WORK REQUIRED:
Please give back word for word the lines below, from the first one through the one with "use crate::error::ManifestError;".

MATERIAL FOR THE TASK:
_ _ _ _

//! Manifest patching module
//!
//! Points the distribution URLs of an app manifest at a new host and builds
//! the install deep link for it.

use crate::config::ManifestConfig;
use crate::error::ManifestError;
use percent_encoding::{utf8_percent_encode, AsciiSet, NON_ALPHANUMERIC};
use serde_json::Value;
use std::path::Path;

pub const NORMAL_ICON_PATH: &str = "/asset/icon29.png";
pub const LARGE_ICON_PATH: &str = "/asset/icon1024.png";
pub const PACKAGE_PATH: &str = "/hap/AppSigned.hap";
pub const MANIFEST_PATH: &str = "/hap/manifest-jsdelivr.json5";

/// Everything except the unreserved characters `A-Z a-z 0-9 - . _ ~`
const QUERY_VALUE: &AsciiSet = &NON_ALPHANUMERIC
    .remove(b'-')
    .remove(b'.')
    .remove(b'_')
    .remove(b'~');

/// URLs derived from one base URL
#[derive(Debug, Clone, PartialEq, Eq)]
pub struct DistributionUrls {
    /// Base URL without the scheme
    pub deploy_domain: String,
    pub normal_icon: String,
    pub large_icon: String,
    pub package: String,
    pub manifest: String,
}

impl DistributionUrls {
    pub fn new(base_url: &str) -> Self {
        let base = base_url.trim_end_matches('/');
        Self {
            deploy_domain: strip_scheme(base).to_string(),
            normal_icon: format!("{base}{NORMAL_ICON_PATH}"),
            large_icon: format!("{base}{LARGE_ICON_PATH}"),
            package: format!("{base}{PACKAGE_PATH}"),
            manifest: format!("{base}{MANIFEST_PATH}"),
        }
    }
}

/// Outcome of a patch run, for reporting
#[derive(Debug, Clone, PartialEq, Eq)]
pub struct PatchReport {
    pub urls: DistributionUrls,
    pub deep_link: String,
}

fn strip_scheme(url: &str) -> &str {
    url.split_once("://").map_or(url, |(_, rest)| rest)
}

/// Overwrite the deploy domain, icon URLs and package URL in place
///
/// All four fields are located before any is written, so a document missing
/// one of them is left untouched.
pub fn patch_manifest(doc: &mut Value, urls: &DistributionUrls) -> Result<(), ManifestError> {
    let app = doc
        .get_mut("app")
        .and_then(Value::as_object_mut)
        .ok_or(ManifestError::MissingField("app"))?;

    if !app.get("icons").is_some_and(Value::is_object) {
        return Err(ManifestError::MissingField("app.icons"));
    }
    if !app
        .get("modules")
        .and_then(|m| m.get(0))
        .is_some_and(Value::is_object)
    {
        return Err(ManifestError::MissingField("app.modules[0]"));
    }

    app.insert(
        "deployDomain".to_string(),
        Value::String(urls.deploy_domain.clone()),
    );

    if let Some(icons) = app.get_mut("icons").and_then(Value::as_object_mut) {
        icons.insert("normal".to_string(), Value::String(urls.normal_icon.clone()));
        icons.insert("large".to_string(), Value::String(urls.large_icon.clone()));
    }

    if let Some(module) = app
        .get_mut("modules")
        .and_then(|m| m.get_mut(0))
        .and_then(Value::as_object_mut)
    {
        module.insert("packageUrl".to_string(), Value::String(urls.package.clone()));
    }

    Ok(())
}

/// Compact JSON, non-ASCII characters kept literal
pub fn serialize_manifest(doc: &Value) -> Result<String, ManifestError> {
    serde_json::to_string(doc).map_err(ManifestError::Serialize)
}

/// Install link with the manifest URL percent-encoded as a query value
///
/// # Examples
/// ```
/// use hap_distribution::manifest::deep_link;
/// assert_eq!(
///     deep_link("store://enterprise/manifest?url=", "https://a.dev/m.json5"),
///     "store://enterprise/manifest?url=https%3A%2F%2Fa.dev%2Fm.json5"
/// );
/// ```
pub fn deep_link(prefix: &str, manifest_url: &str) -> String {
    format!("{prefix}{}", utf8_percent_encode(manifest_url, QUERY_VALUE))
}

/// Read, patch and write the manifest to both destinations
///
/// Nothing is written unless the document parses and patches cleanly.
pub fn run(config: &ManifestConfig) -> Result<PatchReport, ManifestError> {
    let source = Path::new(&config.source_path);
    let raw = std::fs::read_to_string(source).map_err(|e| io_error(source, e))?;
    let mut doc: Value = serde_json::from_str(&raw).map_err(ManifestError::Parse)?;

    let urls = DistributionUrls::new(&config.base_url);
    patch_manifest(&mut doc, &urls)?;
    let output = serialize_manifest(&doc)?;

    std::fs::write(source, &output).map_err(|e| io_error(source, e))?;
    let copy = Path::new(&config.copy_path);
    write_creating_parent(copy, &output)?;

    let deep_link = deep_link(&config.deep_link_prefix, &urls.manifest);
    Ok(PatchReport { urls, deep_link })
}

fn write_creating_parent(path: &Path, contents: &str) -> Result<(), ManifestError> {
    if let Some(parent) = path.parent() {
        if !parent.as_os_str().is_empty() {
            std::fs::create_dir_all(parent).map_err(|e| io_error(parent, e))?;
        }
    }
    std::fs::write(path, contents).map_err(|e| io_error(path, e))
}

fn io_error(path: &Path, source: std::io::Error) -> ManifestError {
    ManifestError::Io {
        path: path.to_path_buf(),
        source,
    }
}
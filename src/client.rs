//! Client-role stream factory: the mirror of the server engine with
//! `use_client_mode = true` and no SNI-selection filter.
//!
//! An application-initiated accept stream carries cleartext in; the
//! factory opens a network stream toward the route's remote address and
//! wraps outbound records onto it.  The network peer's reply stream
//! carries ciphertext back, which unwraps toward the application reply
//! stream.  Same correlation hand-off, slot discipline and handshake
//! coordination as the server factory, with the encrypt/decrypt sides
//! swapped.

use std::cell::RefCell;
use std::collections::HashMap;
use std::rc::Rc;

use tracing::{debug, trace};

use crate::config::TlsConfig;
use crate::counters::Counters;
use crate::engine::record::MAX_HEADER_SIZE;
use crate::engine::{HandshakeStatus, IoStatus, TlsEngine};
use crate::exec::TaskHandle;
use crate::frame::{
    Begin, Data, Message, TlsBeginEx, Window, FLUSH_HANDSHAKE_SIGNAL, MAX_PAYLOAD_LENGTH,
};
use crate::host::Host;
use crate::slab::{compact, Slot, SlotPool};

#[derive(Debug, Clone, Copy, PartialEq, Eq)]
enum StreamState {
    Handshaking,
    AfterHandshake,
}

#[derive(Debug, Clone, Copy, PartialEq, Eq)]
enum Outcome {
    Keep,
    Remove,
}

/// Where WINDOW/RESET for streams this factory opened should go.
#[derive(Debug, Clone, Copy, PartialEq, Eq)]
enum Throttle {
    /// The network stream we opened; encrypt-side budget.
    Network { accept_id: u64 },
    /// The application reply stream we opened at FINISHED; decrypt-side
    /// flush budget.
    Application { accept_id: u64 },
}

/// Handshake-only state for a client connection, hosted by its accept
/// stream until FINISHED.
struct Handshake<E: TlsEngine> {
    engine: Rc<RefCell<E>>,
    network_route_id: u64,
    network_id: u64,
    pending_tasks: u32,
    pending_handles: Vec<Box<dyn TaskHandle>>,
    network_slot: Option<Slot>,
    network_slot_offset: usize,
    network_trace_id: u64,
}

/// Application-side accept stream: the encrypt pump.
struct ClientAccept<E: TlsEngine> {
    engine: Rc<RefCell<E>>,
    application_route_id: u64,
    application_id: u64,
    application_reply_id: u64,
    application_correlation_id: u64,
    authorization: u64,

    network_route_id: u64,
    network_id: u64,
    network_correlation_id: u64,

    state: StreamState,
    handshake: Option<Handshake<E>>,

    /// Credit the network grants us on the stream we opened.
    network_budget: i32,
    network_padding: i32,
    /// Credit we granted the application for cleartext.
    application_budget: i32,

    application_open: bool,
    reply_id: Option<u64>,
    trace_id: u64,
}

/// Network reply stream: the decrypt pump.
struct ClientReply<E: TlsEngine> {
    engine: Rc<RefCell<E>>,
    network_route_id: u64,
    network_reply_id: u64,
    accept_id: u64,

    /// Credit we granted the network peer for ciphertext.
    network_budget: i32,
    network_padding: i32,

    network_slot: Option<Slot>,
    network_slot_offset: usize,
    application_slot: Option<Slot>,
    application_slot_offset: usize,

    application_route_id: u64,
    application_reply_id: u64,
    application_reply_budget: i32,
    application_reply_padding: i32,

    trace_id: u64,
}

pub(crate) struct ClientFactory<E: TlsEngine> {
    handshake_budget: i32,
    network_pool: SlotPool,
    application_pool: SlotPool,
    accepts: HashMap<u64, ClientAccept<E>>,
    replies: HashMap<u64, ClientReply<E>>,
    throttles: HashMap<u64, Throttle>,
    /// correlation id of the opened network stream → accept stream id.
    correlations: HashMap<u64, u64>,
    out_net: Vec<u8>,
    out_app: Vec<u8>,
}
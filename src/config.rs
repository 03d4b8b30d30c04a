//! Module configuration.

use std::path::PathBuf;

/// Configuration consumed at worker start.
#[derive(Debug, Clone)]
pub struct TlsConfig {
    /// Dataplane directory; store material lives under
    /// `{directory}/tls/[stores/{name}/]`.
    pub directory: PathBuf,
    /// Initial credit granted to a network peer for handshake traffic.
    /// The effective budget is capped at the slot capacity.
    pub handshake_window_bytes: usize,
    /// Slots per buffer pool.
    pub slot_count: usize,
    /// Bytes per slot.
    pub slot_capacity: usize,
}

/// Default slot geometry, matching the host pool defaults.
pub const DEFAULT_SLOT_CAPACITY: usize = 65536;
pub const DEFAULT_SLOT_COUNT: usize = 64;

impl Default for TlsConfig {
    fn default() -> Self {
        Self {
            directory: PathBuf::from("."),
            handshake_window_bytes: handshake_window_override()
                .unwrap_or(DEFAULT_SLOT_CAPACITY),
            slot_count: DEFAULT_SLOT_COUNT,
            slot_capacity: DEFAULT_SLOT_CAPACITY,
        }
    }
}

impl TlsConfig {
    pub fn new(directory: impl Into<PathBuf>) -> Self {
        Self {
            directory: directory.into(),
            ..Self::default()
        }
    }

    /// Handshake credit after capping at the slot capacity.
    pub fn effective_handshake_window(&self) -> usize {
        self.handshake_window_bytes.min(self.slot_capacity)
    }
}

fn handshake_window_override() -> Option<usize> {
    std::env::var("tls.handshake.window.bytes")
        .ok()
        .and_then(|v| v.parse().ok())
}

/// Store file properties, every one overridable through the environment.
///
/// All six are read through this one accessor.
pub(crate) fn store_property(name: &str, default: &str) -> String {
    std::env::var(name).unwrap_or_else(|_| default.to_string())
}

pub(crate) const PROP_KEYSTORE: &str = "tls.keystore";
pub(crate) const PROP_KEYSTORE_TYPE: &str = "tls.keystore.type";
pub(crate) const PROP_KEYSTORE_PASSWORD: &str = "tls.keystore.password";
pub(crate) const PROP_TRUSTSTORE: &str = "tls.truststore";
pub(crate) const PROP_TRUSTSTORE_TYPE: &str = "tls.truststore.type";
pub(crate) const PROP_TRUSTSTORE_PASSWORD: &str = "tls.truststore.password";

pub(crate) const DEFAULT_KEYSTORE: &str = "keys";
pub(crate) const DEFAULT_TRUSTSTORE: &str = "trust";
pub(crate) const DEFAULT_STORE_TYPE: &str = "PEM";
pub(crate) const DEFAULT_STORE_PASSWORD: &str = "generated";

#[cfg(test)]
mod tests {
    use super::*;

    #[test]
    fn handshake_window_capped_at_slot_capacity() {
        let mut config = TlsConfig::new(".");
        config.handshake_window_bytes = 1 << 20;
        config.slot_capacity = 65536;
        assert_eq!(config.effective_handshake_window(), 65536);

        config.handshake_window_bytes = 8192;
        assert_eq!(config.effective_handshake_window(), 8192);
    }

    #[test]
    fn store_property_falls_back_to_default() {
        assert_eq!(
            store_property("tls.test.not.set", "fallback"),
            "fallback"
        );
    }
}
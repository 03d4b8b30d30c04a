//! Server connect-reply stream: the encrypt record pump.
//!
//! Cleartext from the application reply stream is wrapped into TLS
//! records and emitted as ciphertext DATA on the network reply stream the
//! handshake opened.  The application-side padding reserves room for the
//! worst-case record overhead on top of whatever the network reserves.

use std::cell::RefCell;
use std::rc::Rc;

use tracing::{debug, trace};

use crate::engine::{record::MAX_HEADER_SIZE, HandshakeStatus, TlsEngine};
use crate::frame::{Data, Window};
use crate::host::Host;

use super::Shared;

#[derive(Debug, Clone, Copy, PartialEq, Eq)]
pub(crate) enum ReplyOutcome {
    Keep,
    Remove,
}

pub(crate) struct ReplyStream<E: TlsEngine> {
    pub engine: Rc<RefCell<E>>,
    pub application_route_id: u64,
    pub application_reply_id: u64,

    pub application_reply_budget: i32,
    pub application_reply_padding: i32,

    pub network_route_id: u64,
    pub network_reply_id: u64,
    pub network_reply_budget: i32,
    pub network_reply_padding: i32,

    /// Cleared once the application reply stream is done (END/RESET sent
    /// or received); gates the RESET we owe it on network teardown.
    pub application_open: bool,

    pub trace_id: u64,
}

impl<E: TlsEngine> ReplyStream<E> {
    /// Initial WINDOW toward the application: everything the network has
    /// granted us, with the padding uplift.
    pub fn send_application_window(&mut self, host: &mut Host<'_>, trace_id: u64) {
        let credit = self.network_reply_budget - self.application_reply_budget;
        if credit > 0 {
            self.application_reply_budget += credit;
            host.do_window(
                self.application_route_id,
                self.application_reply_id,
                trace_id,
                credit,
                self.application_reply_padding,
            );
        }
    }

    /// Application cleartext: wrap and flush, one record per iteration.
    pub fn on_data(
        &mut self,
        shared: &mut Shared<'_, E>,
        host: &mut Host<'_>,
        data: Data,
    ) -> ReplyOutcome {
        self.trace_id = data.trace_id;
        self.application_reply_budget -= data.payload.len() as i32 + data.padding;

        if self.application_reply_budget < 0 {
            debug!(
                application_reply_id = self.application_reply_id,
                budget = self.application_reply_budget,
                "application reply budget violated"
            );
            host.do_reset(self.application_route_id, self.application_reply_id, data.trace_id);
            self.application_open = false;
            self.close_outbound_and_flush(shared, host, data.authorization);
            return ReplyOutcome::Remove;
        }

        let payload = &data.payload;
        let mut offset = 0;
        while offset < payload.len() && !self.engine.borrow().is_outbound_done() {
            let result = {
                let mut engine = self.engine.borrow_mut();
                engine.wrap(&payload[offset..], &mut shared.out_net[..])
            };
            let result = match result {
                Ok(result) => result,
                Err(err) => {
                    debug!(
                        application_reply_id = self.application_reply_id,
                        %err,
                        "wrap failed"
                    );
                    host.do_reset(
                        self.application_route_id,
                        self.application_reply_id,
                        data.trace_id,
                    );
                    host.do_abort(self.network_route_id, self.network_reply_id, data.trace_id, 0);
                    return ReplyOutcome::Remove;
                }
            };

            offset += result.bytes_consumed;
            if result.bytes_produced > 0 {
                self.network_reply_budget -=
                    result.bytes_produced as i32 + self.network_reply_padding;
                host.do_data(
                    self.network_route_id,
                    self.network_reply_id,
                    data.trace_id,
                    self.network_reply_padding,
                    data.authorization,
                    &shared.out_net[..result.bytes_produced],
                );
            }
            // Renegotiation has no TLS 1.3 counterpart; the dispatch stays
            // as a no-op hook.
            debug_assert_ne!(result.handshake, HandshakeStatus::NeedTask);

            if result.bytes_consumed == 0 && result.bytes_produced == 0 {
                break;
            }
        }
        ReplyOutcome::Keep
    }

    /// Application END: close the write side, flush the close_notify
    /// record, and end the network reply.
    pub fn on_end(
        &mut self,
        shared: &mut Shared<'_, E>,
        host: &mut Host<'_>,
        trace_id: u64,
        authorization: u64,
    ) -> ReplyOutcome {
        trace!(application_reply_id = self.application_reply_id, "application write close");
        self.application_open = false;
        self.trace_id = trace_id;
        self.close_outbound_and_flush(shared, host, authorization);
        ReplyOutcome::Remove
    }

    /// Application ABORT: drop the write side without close_notify.
    pub fn on_abort(&mut self, host: &mut Host<'_>, trace_id: u64) -> ReplyOutcome {
        self.application_open = false;
        self.engine.borrow_mut().close_outbound();
        host.do_abort(self.network_route_id, self.network_reply_id, trace_id, 0);
        ReplyOutcome::Remove
    }

    /// WINDOW from the network reply: take the credit, refresh paddings,
    /// and pass the surplus to the application.
    pub fn on_network_window(&mut self, host: &mut Host<'_>, window: Window) -> ReplyOutcome {
        self.network_reply_budget += window.credit;
        self.network_reply_padding = window.padding;
        self.application_reply_padding = window.padding + MAX_HEADER_SIZE as i32;
        self.send_application_window(host, window.trace_id);
        ReplyOutcome::Keep
    }

    /// RESET from the network reply.
    pub fn on_network_reset(&mut self, host: &mut Host<'_>, trace_id: u64) -> ReplyOutcome {
        self.engine.borrow_mut().close_outbound();
        if self.application_open {
            self.application_open = false;
            host.do_reset(self.application_route_id, self.application_reply_id, trace_id);
        }
        ReplyOutcome::Remove
    }

    fn close_outbound_and_flush(
        &mut self,
        shared: &mut Shared<'_, E>,
        host: &mut Host<'_>,
        authorization: u64,
    ) {
        let flushed = {
            let mut engine = self.engine.borrow_mut();
            engine.close_outbound();
            engine.wrap(&[], &mut shared.out_net[..])
        };
        match flushed {
            Ok(result) => {
                if result.bytes_produced > 0 {
                    self.network_reply_budget -=
                        result.bytes_produced as i32 + self.network_reply_padding;
                    host.do_data(
                        self.network_route_id,
                        self.network_reply_id,
                        self.trace_id,
                        self.network_reply_padding,
                        authorization,
                        &shared.out_net[..result.bytes_produced],
                    );
                }
                if self.engine.borrow().is_outbound_done() {
                    host.do_end(
                        self.network_route_id,
                        self.network_reply_id,
                        self.trace_id,
                        authorization,
                    );
                    if self.application_open {
                        self.application_open = false;
                        host.do_reset(
                            self.application_route_id,
                            self.application_reply_id,
                            self.trace_id,
                        );
                    }
                }
            }
            Err(_) => {
                host.do_abort(self.network_route_id, self.network_reply_id, self.trace_id, 0);
            }
        }
    }
}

_ _ _ _

THE COMPLETED TASK:
//! Manifest patching module
//!
//! Points the distribution URLs of an app manifest at a new host and builds
//! the install deep link for it.

use crate::config::ManifestConfig;
use crate::error::ManifestError;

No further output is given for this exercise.